It bothers me, when people think about others, like they are less intelligent.
If you can see, that Linus's behaviour is wrong and shouldn't be followed, why
do you think, that other could not see it? It is because all others are stupid
children and they need to be led to the right direction, isn't it? You know,
I'm russian, and I see a lot of this thinking around me, all the deeply
patriotic and deeply religious people around me thinks like that. "We should
restrict access to internet, for others do not get information they are too
stupid to understand _properly_ ". I hate it, and probably extra-sensitive for
such a thinking, and it really bothers me when I see it.

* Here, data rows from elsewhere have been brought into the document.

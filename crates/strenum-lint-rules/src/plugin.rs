//! Flake8-style plugin adapter for the casing rule.
//!
//! Lint frameworks with a flake8-like protocol consume per-violation
//! tuples of `(line, column, message, reporter-identity)`. This module
//! maps [`StrEnumCasing`] onto that contract so the checker can be hosted
//! as a rule plugin rather than a standalone binary.

use std::path::Path;

use strenum_lint_core::{FileContext, Rule, RuleError};

use crate::casing::StrEnumCasing;

/// One reported violation in the host framework's tuple convention:
/// 1-indexed line, 1-indexed column, message, reporter-identity token.
pub type PluginDiagnostic = (usize, usize, String, &'static str);

/// Hosts the casing rule behind a flake8-style `run` entry point.
pub struct StrEnumCasingPlugin;

impl StrEnumCasingPlugin {
    /// Plugin name, used as the reporter-identity token.
    pub const NAME: &'static str = "strenum-lint";

    /// Plugin version.
    pub const VERSION: &'static str = env!("CARGO_PKG_VERSION");

    /// Runs the casing check over an already-parsed tree.
    ///
    /// The optional file path is carried through to diagnostics but plays
    /// no part in the analysis. Tuples are yielded in traversal order.
    ///
    /// # Errors
    ///
    /// Returns [`RuleError`] if the tree is structurally invalid; no
    /// partial tuple sequence is produced in that case.
    pub fn run(
        tree: &tree_sitter::Tree,
        source: &str,
        filename: Option<&Path>,
    ) -> Result<Vec<PluginDiagnostic>, RuleError> {
        let path = filename.unwrap_or_else(|| Path::new(""));
        let ctx = FileContext::new(path, source, Path::new(""));
        let violations = StrEnumCasing::new().check(&ctx, tree)?;

        Ok(violations
            .into_iter()
            .map(|v| (v.location.line, v.location.column, v.message, Self::NAME))
            .collect())
    }
}

#[cfg(test)]
mod tests {
    use super::*;
    use strenum_lint_core::parse_python;

    #[test]
    fn run_yields_tuples_in_traversal_order() {
        let source = r#"
class Colors(StrEnum):
    red = "RED"
    BLUE = "BLUE"

class Status(enum.StrEnum):
    success = "SUCCESS"
"#;
        let tree = parse_python(source).expect("parse");
        let diagnostics = StrEnumCasingPlugin::run(&tree, source, None).expect("run");

        assert_eq!(diagnostics.len(), 2);

        let (line, column, message, reporter) = &diagnostics[0];
        assert_eq!(*line, 3);
        assert_eq!(*column, 5);
        assert_eq!(
            message,
            "SE001 StrEnum 'Colors' has member 'red' with inconsistent casing: value is 'RED'"
        );
        assert_eq!(*reporter, StrEnumCasingPlugin::NAME);

        assert!(diagnostics[1].2.contains("'success'"));
    }

    #[test]
    fn clean_source_yields_no_tuples() {
        let source = "class Valid(StrEnum):\n    A = \"A\"\n";
        let tree = parse_python(source).expect("parse");
        let diagnostics = StrEnumCasingPlugin::run(&tree, source, None).expect("run");
        assert!(diagnostics.is_empty());
    }
}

I can suggest different way of thinking: if Linus's behaviour is wrong, then
it gives you endless opportunity to illustrate your point with real world
examples. You can compare Carmack with Torvalds because Torvalds exists and
being himself.

------
ritchiea
The idea of faking it until you make it is exactly what Linus needs. Most of
the point of communication is for the other person, especially giving feedback
on patches. We all need to vent but we shouldn't vent at the people below us
in an organization. Venting is for a counselor, and maybe a close peer? And
it's ok if he's frustrated with people, he just shouldn't take it out on them.

Maybe he could find someone to get his own frustrations out to, while only
sharing the productive, practical code related aspects with his developers.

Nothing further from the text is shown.